▶ _Data for the task_:
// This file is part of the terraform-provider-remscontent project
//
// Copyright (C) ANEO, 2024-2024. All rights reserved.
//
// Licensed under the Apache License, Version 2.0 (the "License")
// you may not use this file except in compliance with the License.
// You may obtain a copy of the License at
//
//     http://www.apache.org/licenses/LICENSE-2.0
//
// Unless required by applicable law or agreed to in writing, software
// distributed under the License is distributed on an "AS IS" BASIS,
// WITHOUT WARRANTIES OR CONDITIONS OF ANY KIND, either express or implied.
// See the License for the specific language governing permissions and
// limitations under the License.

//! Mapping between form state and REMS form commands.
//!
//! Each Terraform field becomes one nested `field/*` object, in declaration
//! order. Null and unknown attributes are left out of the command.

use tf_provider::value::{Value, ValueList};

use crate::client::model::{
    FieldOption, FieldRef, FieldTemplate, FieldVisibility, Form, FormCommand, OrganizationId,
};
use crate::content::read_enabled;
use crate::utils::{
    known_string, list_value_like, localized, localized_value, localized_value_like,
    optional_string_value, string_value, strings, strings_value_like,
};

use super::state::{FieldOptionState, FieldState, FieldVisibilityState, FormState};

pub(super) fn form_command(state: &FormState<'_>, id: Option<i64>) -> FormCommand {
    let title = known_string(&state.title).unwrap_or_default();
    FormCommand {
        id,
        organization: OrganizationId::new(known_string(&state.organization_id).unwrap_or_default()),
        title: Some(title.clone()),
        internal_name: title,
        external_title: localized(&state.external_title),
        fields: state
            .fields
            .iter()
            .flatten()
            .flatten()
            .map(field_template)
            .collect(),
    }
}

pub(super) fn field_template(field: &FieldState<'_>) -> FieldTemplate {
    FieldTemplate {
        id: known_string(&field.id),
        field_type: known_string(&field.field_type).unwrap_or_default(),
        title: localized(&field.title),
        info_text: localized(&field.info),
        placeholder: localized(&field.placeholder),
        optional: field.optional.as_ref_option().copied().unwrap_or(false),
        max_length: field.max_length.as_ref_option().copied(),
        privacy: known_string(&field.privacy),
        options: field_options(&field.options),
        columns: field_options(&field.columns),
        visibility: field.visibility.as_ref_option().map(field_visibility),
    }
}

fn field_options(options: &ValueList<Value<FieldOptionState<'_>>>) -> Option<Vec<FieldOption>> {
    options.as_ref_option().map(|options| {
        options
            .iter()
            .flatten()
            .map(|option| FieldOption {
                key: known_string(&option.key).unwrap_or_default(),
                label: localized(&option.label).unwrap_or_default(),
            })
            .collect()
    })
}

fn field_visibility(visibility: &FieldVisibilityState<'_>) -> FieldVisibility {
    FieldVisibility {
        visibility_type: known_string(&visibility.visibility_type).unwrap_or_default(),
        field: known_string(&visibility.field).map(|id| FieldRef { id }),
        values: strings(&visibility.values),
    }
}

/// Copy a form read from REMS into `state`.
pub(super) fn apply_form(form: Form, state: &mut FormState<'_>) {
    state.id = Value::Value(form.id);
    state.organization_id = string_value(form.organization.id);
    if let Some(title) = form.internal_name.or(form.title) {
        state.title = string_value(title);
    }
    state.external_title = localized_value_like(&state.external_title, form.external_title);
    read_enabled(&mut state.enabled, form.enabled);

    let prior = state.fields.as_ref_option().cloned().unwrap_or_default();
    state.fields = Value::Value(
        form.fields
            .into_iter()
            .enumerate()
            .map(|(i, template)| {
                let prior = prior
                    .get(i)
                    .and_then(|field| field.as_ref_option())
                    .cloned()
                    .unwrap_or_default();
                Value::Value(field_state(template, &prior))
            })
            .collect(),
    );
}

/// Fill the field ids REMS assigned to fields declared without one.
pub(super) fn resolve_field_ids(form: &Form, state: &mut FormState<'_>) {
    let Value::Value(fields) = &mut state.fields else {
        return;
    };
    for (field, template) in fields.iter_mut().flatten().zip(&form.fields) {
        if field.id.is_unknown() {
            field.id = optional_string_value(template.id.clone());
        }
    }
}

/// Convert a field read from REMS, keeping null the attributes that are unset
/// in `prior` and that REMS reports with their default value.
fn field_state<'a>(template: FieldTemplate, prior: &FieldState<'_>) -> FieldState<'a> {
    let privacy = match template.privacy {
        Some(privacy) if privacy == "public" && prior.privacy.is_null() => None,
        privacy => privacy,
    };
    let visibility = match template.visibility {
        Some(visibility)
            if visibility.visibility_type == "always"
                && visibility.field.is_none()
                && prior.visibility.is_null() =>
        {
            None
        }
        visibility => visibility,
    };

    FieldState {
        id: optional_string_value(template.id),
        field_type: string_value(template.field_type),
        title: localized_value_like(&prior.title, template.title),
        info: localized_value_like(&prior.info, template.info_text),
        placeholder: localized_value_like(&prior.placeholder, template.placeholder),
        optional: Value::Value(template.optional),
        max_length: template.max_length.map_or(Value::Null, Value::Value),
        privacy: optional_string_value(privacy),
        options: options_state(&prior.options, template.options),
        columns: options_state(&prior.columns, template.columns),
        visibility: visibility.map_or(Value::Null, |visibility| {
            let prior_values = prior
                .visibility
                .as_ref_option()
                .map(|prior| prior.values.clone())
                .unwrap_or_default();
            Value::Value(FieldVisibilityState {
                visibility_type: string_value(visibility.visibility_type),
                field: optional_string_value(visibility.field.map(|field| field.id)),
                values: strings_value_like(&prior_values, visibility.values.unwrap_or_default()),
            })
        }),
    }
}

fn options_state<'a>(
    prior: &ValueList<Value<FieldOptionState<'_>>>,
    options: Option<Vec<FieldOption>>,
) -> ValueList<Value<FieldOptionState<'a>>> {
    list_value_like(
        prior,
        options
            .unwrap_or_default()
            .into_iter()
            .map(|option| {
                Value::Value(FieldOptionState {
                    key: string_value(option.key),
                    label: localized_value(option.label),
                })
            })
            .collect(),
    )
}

▶ _Task details_: Only the number is wanted: how many lines in the preceding entries hold the string "FieldRef"?

▶ _Expected answer_: 2